Collected data entries
=-=-=

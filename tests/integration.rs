//! End-to-end flow: explore, train, persist, reload, predict.

use clasificar::prelude::*;

/// Four rows, two classes, linearly separable.
fn training_dataset() -> Dataset {
    Dataset::new(
        vec![0, 1, 2, 3],
        vec![
            (
                "first".to_string(),
                vec![Some(10.0), Some(11.0), Some(50.0), Some(51.0)],
            ),
            (
                "second".to_string(),
                vec![Some(20.0), Some(21.0), Some(60.0), Some(61.0)],
            ),
            (
                "third".to_string(),
                vec![Some(30.0), Some(31.0), Some(70.0), Some(71.0)],
            ),
        ],
        Some((
            "house".to_string(),
            vec![
                Some("A".to_string()),
                Some("A".to_string()),
                Some("B".to_string()),
                Some("B".to_string()),
            ],
        )),
    )
    .expect("valid dataset")
}

fn scenario_config() -> TrainConfig {
    TrainConfig::new()
        .with_learning_rate(0.1)
        .with_max_steps(5000)
        .with_min_step_size(1e-6)
}

#[test]
fn test_scenario_trains_finite_thetas_and_recovers_labels() {
    let dataset = training_dataset();
    let features = FeatureSelection::resolve(&dataset, ["first", "second", "third"])
        .expect("features present");

    let trainer = OneVsAllTrainer::new(scenario_config()).expect("valid config");
    let output = trainer
        .fit(&dataset, &features, "house")
        .expect("trainable dataset");

    assert_eq!(output.model.classes(), vec!["A", "B"]);
    for (_, m) in output.model.iter() {
        for theta in [m.theta_0, m.theta_1, m.theta_2, m.theta_3] {
            assert!(theta.is_finite());
        }
    }

    let predictor = Predictor::new(output.model).expect("validated model");
    let predictions = predictor
        .predict(&dataset, &features)
        .expect("complete rows");

    let labels: Vec<_> = predictions
        .labels()
        .iter()
        .map(|l| l.as_deref().expect("every row is complete"))
        .collect();
    assert_eq!(labels, vec!["A", "A", "B", "B"]);
}

#[test]
fn test_artifact_round_trip_reproduces_probabilities() {
    let dataset = training_dataset();
    let features = FeatureSelection::resolve(&dataset, ["first", "second", "third"])
        .expect("features present");

    let trainer = OneVsAllTrainer::new(scenario_config()).expect("valid config");
    let output = trainer
        .fit(&dataset, &features, "house")
        .expect("trainable dataset");

    let dir = tempfile::tempdir().expect("temp dir");
    let path = dir.path().join("weights.json");
    output.model.save(&path).expect("writable path");

    let in_memory = Predictor::new(output.model.clone()).expect("validated model");
    let reloaded = Predictor::from_file(&path).expect("valid artifact");

    assert_eq!(reloaded.model(), &output.model);

    let direct = in_memory
        .predict_proba(&dataset, &features)
        .expect("complete rows");
    let round_tripped = reloaded
        .predict_proba(&dataset, &features)
        .expect("complete rows");

    for (a, b) in direct.iter().zip(&round_tripped) {
        let (a, b) = (a.as_ref().expect("complete"), b.as_ref().expect("complete"));
        for (pa, pb) in a.iter().zip(b) {
            assert!((pa - pb).abs() < 1e-12);
        }
    }

    let direct_labels = in_memory
        .predict(&dataset, &features)
        .expect("complete rows");
    let reloaded_labels = reloaded.predict(&dataset, &features).expect("complete rows");
    assert_eq!(direct_labels, reloaded_labels);
}

#[test]
fn test_index_alignment_survives_dropped_rows() {
    // A test set with gaps in both the values and the index numbering.
    let test_set = Dataset::new(
        vec![100, 7, 42, 9],
        vec![
            (
                "first".to_string(),
                vec![Some(10.0), None, Some(50.0), Some(11.0)],
            ),
            (
                "second".to_string(),
                vec![Some(20.0), Some(1.0), Some(60.0), None],
            ),
            (
                "third".to_string(),
                vec![Some(30.0), Some(1.0), Some(70.0), Some(31.0)],
            ),
        ],
        None,
    )
    .expect("valid dataset");

    let train = training_dataset();
    let train_features = FeatureSelection::resolve(&train, ["first", "second", "third"])
        .expect("features present");
    let trainer = OneVsAllTrainer::new(scenario_config()).expect("valid config");
    let output = trainer
        .fit(&train, &train_features, "house")
        .expect("trainable dataset");

    let features = FeatureSelection::resolve(&test_set, ["first", "second", "third"])
        .expect("features present");
    let predictor = Predictor::new(output.model).expect("validated model");
    let predictions = predictor
        .predict(&test_set, &features)
        .expect("some complete rows");

    // Same index set, same order, regardless of drops.
    assert_eq!(predictions.index(), test_set.index());
    assert_eq!(predictions.labels()[0].as_deref(), Some("A"));
    assert_eq!(predictions.labels()[1], None);
    assert_eq!(predictions.labels()[2].as_deref(), Some("B"));
    assert_eq!(predictions.labels()[3], None);
}

#[test]
fn test_exploratory_statistics_on_training_table() {
    let dataset = training_dataset();

    let summaries = clasificar::stats::summarize(&dataset).expect("numeric columns");
    assert_eq!(summaries.len(), 3);
    let (name, first) = &summaries[0];
    assert_eq!(name, "first");
    assert_eq!(first.count, 4);
    assert!((first.mean - 30.5).abs() < 1e-12);

    // The three synthetic features move in lockstep: every pair correlates
    // perfectly and the first-seen pair wins.
    let (results, best) = clasificar::stats::pearson(&dataset).expect("column pairs");
    assert_eq!(results.len(), 3);
    assert!(results.iter().all(|c| (c.r - 1.0).abs() < 1e-12));
    assert_eq!(best, ("first".to_string(), "second".to_string()));

    let (variances, most_homogeneous) =
        clasificar::stats::homogeneity(&dataset, "house").expect("two groups");
    assert_eq!(variances.len(), 3);
    assert_eq!(most_homogeneous, "first");
}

=-=-=

About this task. Only the number is wanted: how many lines in the entries above include the word "clasificar"?

Exercise solution. 4